Falar da E3 sempre me deixa nostálgico, então quero concluir este artigo destacando alguns dos grandes momentos da E3 ao longo dos seus quase 20 anos. Afinal, talvez essa lista acabe se tornando um epitáfio, não é mesmo?

  • E3 1995: primeira edição do evento, são mostrados Chrono Trigger, Killer Instinct e Virtua Fighter.
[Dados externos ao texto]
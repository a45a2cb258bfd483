//! Standardizes heterogeneous radiology exam names against an
//! authoritative SNOMED-backed reference catalog.
//!
//! Control flow for a single request: raw text → [`parser::SemanticParser`]
//! → [`validation_cache::ValidationCache`] (short-circuit on approved,
//! filter rejected) → [`index::VectorIndex`] top-K → [`rerank::Reranker`]
//! → component-alignment scoring → clinical-safety vetoes → fused score →
//! winner. [`batch::BatchOrchestrator`] wraps this with chunking and
//! bounded concurrency for large jobs.

pub mod batch;
pub mod blob_store;
pub mod cache_builder;
pub mod catalog;
pub mod config;
pub mod embed;
pub mod engine;
pub mod error;
pub mod index;
pub mod parser;
pub mod rerank;
pub mod request_cache;
pub mod types;
pub mod validation_cache;

pub use engine::Engine;
pub use error::{BlobStoreError, CatalogError, ConfigError, EngineError, IndexError, RemoteError};
pub use types::MatchResult;
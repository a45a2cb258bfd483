//! LLM-as-reranker: a single structured prompt, parsed back into
//! per-candidate scores.

use std::time::Duration;

use async_trait::async_trait;
use serde::{Deserialize, Serialize};
use tracing::{instrument, warn};

use crate::config::RerankerConfig;
use crate::error::RemoteError;
use crate::types::{Candidate, ParsedExam};

use super::Reranker;

#[derive(Debug, Serialize)]
struct LlmRequest<'a> {
    prompt: &'a str,
    strict_json: bool,
}

#[derive(Debug, Deserialize)]
struct LlmResponse {
    completion: String,
}

#[derive(Debug, Deserialize)]
struct ScoredIndex {
    index: usize,
    score: f32,
    #[serde(default)]
    #[allow(dead_code)]
    reason: String,
}

pub struct LLMReranker {
    http: reqwest::Client,
    endpoint: String,
    timeout: Duration,
    max_candidates: usize,
}

impl LLMReranker {
    pub fn new(config: &RerankerConfig) -> Self {
        Self {
            http: reqwest::Client::new(),
            endpoint: config.endpoint.clone(),
            timeout: Duration::from_millis(config.timeout_ms),
            max_candidates: config.max_candidates,
        }
    }

    fn build_prompt(&self, query: &ParsedExam, candidates: &[Candidate]) -> String {
        let mut prompt = format!(
            "Query: {}\nCandidates:\n",
            query.preprocessed
        );
        for (idx, candidate) in candidates.iter().enumerate() {
            prompt.push_str(&format!(
                "{}. {} | {} [modality={}, laterality={:?}, contrast={:?}, anatomy={}]\n",
                idx,
                candidate.entry.clean_name,
                candidate.entry.snomed_fsn,
                candidate.entry.parsed.modality,
                candidate.entry.parsed.laterality,
                candidate.entry.parsed.contrast,
                candidate.entry.parsed.anatomy.join(","),
            ));
        }
        prompt.push_str(
            "Return a JSON array of {index, score in [0,1], reason} covering every candidate above.",
        );
        prompt
    }

    async fn call(&self, prompt: &str, strict: bool) -> Result<String, RemoteError> {
        let body = LlmRequest {
            prompt,
            strict_json: strict,
        };
        let response = self
            .http
            .post(&self.endpoint)
            .json(&body)
            .timeout(self.timeout)
            .send()
            .await
            .map_err(|e| RemoteError::Failure(e.to_string()))?;

        if !response.status().is_success() {
            return Err(RemoteError::Failure(format!(
                "llm endpoint returned status {}",
                response.status()
            )));
        }

        let parsed: LlmResponse = response
            .json()
            .await
            .map_err(|e| RemoteError::Failure(e.to_string()))?;
        Ok(parsed.completion)
    }
}

#[async_trait]
impl Reranker for LLMReranker {
    #[instrument(skip(self, query, candidates), fields(count = candidates.len()))]
    async fn rerank(
        &self,
        query: &ParsedExam,
        mut candidates: Vec<Candidate>,
    ) -> Result<Vec<Candidate>, RemoteError> {
        if candidates.is_empty() {
            return Ok(candidates);
        }
        candidates.truncate(self.max_candidates);

        let prompt = self.build_prompt(query, &candidates);

        let first_attempt = self.call(&prompt, false).await?;
        if let Ok(scored) = parse_scored_indices(&first_attempt, candidates.len()) {
            apply_scores(&mut candidates, scored);
            return Ok(candidates);
        }

        warn!("llm reranker returned malformed output, retrying with strict-json instruction");
        let second_attempt = self.call(&prompt, true).await?;
        match parse_scored_indices(&second_attempt, candidates.len()) {
            Ok(scored) => {
                apply_scores(&mut candidates, scored);
                Ok(candidates)
            }
            Err(_) => {
                warn!("llm reranker failed twice, falling back to dense_score");
                for candidate in &mut candidates {
                    candidate.rerank_score = Some(candidate.dense_score);
                }
                Ok(candidates)
            }
        }
    }
}

fn parse_scored_indices(raw: &str, expected_len: usize) -> Result<Vec<ScoredIndex>, ()> {
    let parsed: Vec<ScoredIndex> = serde_json::from_str(raw.trim()).map_err(|_| ())?;
    if parsed.len() != expected_len {
        return Err(());
    }
    if parsed.iter().any(|s| s.index >= expected_len) {
        return Err(());
    }
    Ok(parsed)
}

fn apply_scores(candidates: &mut [Candidate], scored: Vec<ScoredIndex>) {
    for entry in scored {
        if let Some(candidate) = candidates.get_mut(entry.index) {
            candidate.rerank_score = Some(entry.score.clamp(0.0, 1.0));
        }
    }
}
A Sony revela o preço e data de lançamento do PlayStation.
  • E3 1997: grandes clássicos revelados: Half-Life, Metal Gear Solid, Resident Evil 2 e GoldenEye 007.
  • E3 2000: Microsoft anuncia o Xbox e a Sony anuncia a chegada ao ocidente do PlayStation 2, que viria a se tornar o console mais vendido da história.
  • E3 2003: é revelado o importantíssimo Half-life 2 e a Sony arrisca no mercado de portáteis com o PSP.
  • E3 2004: anunciados dois dos jogos mais aclamados da geração do PS2 – o primeiro God of War e Resident Evil 4.
  • E3 2005: o evento completa 20 anos e a Sony faz o anúncio oficial do PS3, pouco tempo depois da Microsoft queimar a largada com o Xbox 360.
  • E3 2010: Konami faz uma apresentação lendária.
  • E3 2013: Foco total na nova geração, Microsoft fala do Xbox One e Sony fala do PS4.
  • E3 2015: Duas verdadeiras “lendas” foram anunciadas depois de anos de especulação: Final Fantasy VII Remake e The Last Guardian.
  • E3 2019: Sony abandona de vez o evento. Temos a primeira grande revelação de Elden Ring e da presença de Keanu Reeves em Cyberpunk 2077 – além do anúncio oficial do Project Scarlett (o futuro Xbox Series X|S).
  • E3 2020/21/22: Os anos conturbados do COVID-19. O evento foi cancelado em 2020, teve um retorno apenas online em 2021 e deixou de ocorrer novamente em 2022.